Friday, December 9, 2011

681 - Jo Murray


681

Jo Murray’s piece—appropriately titled 681 because of the 681 ladybugs that have been glued side by side, organized by size, shape, color and dot intensity—is at once both a documentation of the sheer mass and variety of bugs that have piled up in the art studios of Bucksbaum, and a palpably visceral experience between the viewer and the 681 ladybugs.
The insects are organized in three separate arrangements, in minimalist forms. The central piece, a line stretching from one side of the board to the other, a single ladybug tall, is arguably the most successful. By arranging the ladybugs side by side without layering them or clumping them together, the number of ladybugs is clearly visible and the number of bugs is quickly comprehended. The other linear piece is similar, but it up to four ladybugs deep in some places.
Both these forms’ simple, minimalist arrangements are aesthetically pleasing and allow the viewer to move past the overall pattern to look closely at the ladybugs themselves. Because so much of the process of making the piece was about collecting, sorting through, and organizing the ladybugs by their different characteristics, the simpler arrangements allow the viewer to understand the groupings.
Using a completely different pattern, the third (top) piece distracts from the ladybugs. The vagueness of the ladybug shape resists being easily read and therefore inhibits closer viewing. Despite this, the three pieces still form a cohesive whole and meticulously catalog the bugs. Extended wings in one area and darker spots in another hint at the creation process and underlying organization.
Encased in clear plastic, the ladybugs can be experienced through touch as well.
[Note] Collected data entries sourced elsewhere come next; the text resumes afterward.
//! Replay Errors
//!
//! The fatal-per-match failure taxonomy. Locally recoverable conditions
//! (idempotent item no-ops, unknown event types, unknown monsters) never
//! surface here; the normalizer and resolver absorb them. Everything in this
//! enum aborts exactly one match and leaves the rest of a batch running.

use crate::replay::events::{Millis, ParticipantId};

/// Failures that abort a single match's replay.
#[derive(Debug, Clone)]
pub enum ReplayError {
    /// Timeline document failed to parse.
    TimelineJson { detail: String },

    /// Match document failed to parse.
    SummaryJson { detail: String },

    /// A recognized event type is missing a required field.
    MalformedEvent {
        kind: String,
        field: &'static str,
        timestamp: Millis,
    },

    /// A frame carries no raw counter row for a seeded participant.
    MissingParticipantFrame {
        participant_id: ParticipantId,
        timestamp: Millis,
    },

    /// The match was not played on the supported map.
    UnsupportedMap { map_id: i32 },

    /// Reconciliation failed and the engine is configured as a hard gate.
    ValidationRejected { mismatches: usize, report: String },
}

impl std::fmt::Display for ReplayError {
    fn fmt(&self, f: &mut std::fmt::Formatter<'_>) -> std::fmt::Result {
        match self {
            Self::TimelineJson { detail } => {
                write!(f, "timeline document did not parse: {}", detail)
            }
            Self::SummaryJson { detail } => {
                write!(f, "match document did not parse: {}", detail)
            }
            Self::MalformedEvent {
                kind,
                field,
                timestamp,
            } => write!(
                f,
                "{} event at {}ms is missing required field `{}`",
                kind, timestamp, field
            ),
            Self::MissingParticipantFrame {
                participant_id,
                timestamp,
            } => write!(
                f,
                "frame at {}ms has no counters for participant {}",
                timestamp, participant_id
            ),
            Self::UnsupportedMap { map_id } => {
                write!(f, "match was played on unsupported map {}", map_id)
            }
            Self::ValidationRejected { mismatches, report } => write!(
                f,
                "reconciliation rejected with {} mismatches:\n{}",
                mismatches, report
            ),
        }
    }
}

impl std::error::Error for ReplayError {}
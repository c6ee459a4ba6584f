//! Event Model
//!
//! Canonical gameplay event types for match replay. Raw timeline records are
//! parsed into one tagged variant per event kind, each carrying only the
//! fields that kind uses. Events keep their millisecond timestamp relative to
//! match start; within a frame the input order is already chronological and
//! is never re-sorted.

use serde::{Deserialize, Serialize};

/// Milliseconds since match start (timeline-relative).
pub type Millis = i64;

/// Participant slot within a match.
pub type ParticipantId = u8;

/// Item identifier from static item data.
pub type ItemId = u32;

/// Team identifier (100 = blue, 200 = red).
pub type TeamId = u16;

/// Champion identifier from static champion data.
pub type ChampionId = i32;

/// Lowest participant slot attributable to a tracked player.
pub const FIRST_PARTICIPANT: ParticipantId = 1;

/// Highest participant slot attributable to a tracked player.
pub const LAST_PARTICIPANT: ParticipantId = 10;

/// True when a raw actor id belongs to a tracked participant slot.
/// Raw records use 0 (and occasionally larger ids) for neutral/system actors.
#[inline]
pub fn is_tracked_participant(id: i64) -> bool {
    id >= FIRST_PARTICIPANT as i64 && id <= LAST_PARTICIPANT as i64
}

/// Elite monster classification from ELITE_MONSTER_KILL records.
#[derive(Debug, Clone, Copy, PartialEq, Eq, Hash, Serialize, Deserialize)]
pub enum MonsterType {
    Dragon,
    Baron,
    Herald,
    VoidGrub,
    Atakhan,
}

impl MonsterType {
    /// Map a raw `monsterType` string to a counter-backed type. Unknown
    /// strings return `None` and the record is ignored, so newly added
    /// monsters never break a replay.
    pub fn from_raw(raw: &str) -> Option<Self> {
        match raw {
            "DRAGON" => Some(Self::Dragon),
            "BARON_NASHOR" => Some(Self::Baron),
            "RIFTHERALD" => Some(Self::Herald),
            "HORDE" => Some(Self::VoidGrub),
            "ATAKHAN" => Some(Self::Atakhan),
            _ => None,
        }
    }
}

/// Canonical gameplay events consumed by the state fold.
#[derive(Debug, Clone, PartialEq, Serialize, Deserialize)]
pub enum Event {
    /// Participant bought an item from the shop.
    ItemPurchased {
        participant_id: ParticipantId,
        item_id: ItemId,
    },

    /// Participant sold an item back to the shop.
    ItemSold {
        participant_id: ParticipantId,
        item_id: ItemId,
    },

    /// Participant pressed undo in the shop. `before_id` is the item the
    /// undo takes away, `after_id` the item it restores; zero means no item
    /// on that side.
    ItemUndo {
        participant_id: ParticipantId,
        before_id: ItemId,
        after_id: ItemId,
    },

    /// Item consumed or transmuted by gameplay, not by a shop action.
    ItemDestroyed {
        participant_id: ParticipantId,
        item_id: ItemId,
    },

    /// A champion died. `killer_id` 0 denotes an execution with no credited
    /// killer.
    ChampionKill {
        killer_id: ParticipantId,
        victim_id: ParticipantId,
        assisting: Vec<ParticipantId>,
    },

    /// Participant put a point into an ability slot (1 = Q .. 4 = R).
    SkillLevelUp {
        participant_id: ParticipantId,
        skill_slot: u8,
    },

    /// An epic monster died to `killer_team_id`.
    EliteMonsterKill {
        killer_team_id: TeamId,
        monster: MonsterType,
    },

    /// A structure owned by `team_id` was destroyed.
    BuildingKill { team_id: TeamId },
}

impl Event {
    /// Whether this event is an item transaction, i.e. subject to the
    /// participant-range filter and the item lifecycle rules.
    #[inline]
    pub fn is_item_transaction(&self) -> bool {
        matches!(
            self,
            Event::ItemPurchased { .. }
                | Event::ItemSold { .. }
                | Event::ItemUndo { .. }
                | Event::ItemDestroyed { .. }
        )
    }

    /// The acting participant for single-actor events.
    pub fn participant_id(&self) -> Option<ParticipantId> {
        match self {
            Event::ItemPurchased { participant_id, .. }
            | Event::ItemSold { participant_id, .. }
            | Event::ItemUndo { participant_id, .. }
            | Event::ItemDestroyed { participant_id, .. }
            | Event::SkillLevelUp { participant_id, .. } => Some(*participant_id),
            _ => None,
        }
    }

    /// Short name matching the raw `type` field, for logs and diagnostics.
    pub fn kind(&self) -> &'static str {
        match self {
            Event::ItemPurchased { .. } => "ITEM_PURCHASED",
            Event::ItemSold { .. } => "ITEM_SOLD",
            Event::ItemUndo { .. } => "ITEM_UNDO",
            Event::ItemDestroyed { .. } => "ITEM_DESTROYED",
            Event::ChampionKill { .. } => "CHAMPION_KILL",
            Event::SkillLevelUp { .. } => "SKILL_LEVEL_UP",
            Event::EliteMonsterKill { .. } => "ELITE_MONSTER_KILL",
            Event::BuildingKill { .. } => "BUILDING_KILL",
        }
    }
}

/// Event plus its timeline timestamp.
#[derive(Debug, Clone, PartialEq, Serialize, Deserialize)]
pub struct TimedEvent {
    /// Milliseconds since match start.
    pub timestamp: Millis,
    pub event: Event,
}

impl TimedEvent {
    #[inline]
    pub fn new(timestamp: Millis, event: Event) -> Self {
        Self { timestamp, event }
    }
}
The tactile sensation of running your hand along the long lines of ladybugs is the same as actually feeling the bugs themselves, despite the layer of plastic separating them from you. Therefore, this creates an unsettling sensation of touching hundreds of insects, which triggered a feeling of disgust and revulsion for me, even though I’m not afraid of bugs.
The piece 681 is a work about recycling and reworking that which would normally be disregarded and thrown out. By recycling hundreds of dead ladybugs, art is created from something we would normally associate with trash. Moreover, 681 forces us to look carefully at the insects in the same way we do most other art, and thus exposes their own aesthetic beauty. We can distance ourselves from our insectophobia to appreciate their shimmering shells and the variance in color and dot pattern.
It also deals with time and the accumulation of objects in our lives, whether they’re desirable objects or not. The unwanted ladybugs nevertheless pile up around us as a metaphor for the way material objects often accumulate in our lives without us meaning them to. The process of reworking the bugs into art is an example of how interesting our surroundings often our, although we may not realize it.
The themes of repetition and accumulation remind me of some of Yayoi Kusama’s “obsessive art,” which is often covered by polka dots and uses repetition to talk about insanity. The seemingly obsessive acts of collecting and arranging insects are purposeful—they are arranged in horizontal lines, instead of swept together in a dusty clump.
The ladybugs have been handled and examined closely by the artist, and the narrative of that process becomes part of the story of the art. This then involves the viewer in the artist’s fascination with the insect world, and gives us a glimpse at an abnormal process, which becomes very interesting, especially as it was created as art for display, whereas a lot of obsessive, outsider art is only discovered posthumously. This obsessive organization of something we wouldn’t normally pay attention to fits with ideas of the mundane and neglected being portrayed in art. Through the piece, we’re ultimately allowed to take a closer look at what we value and why we react to the insects in the way we do.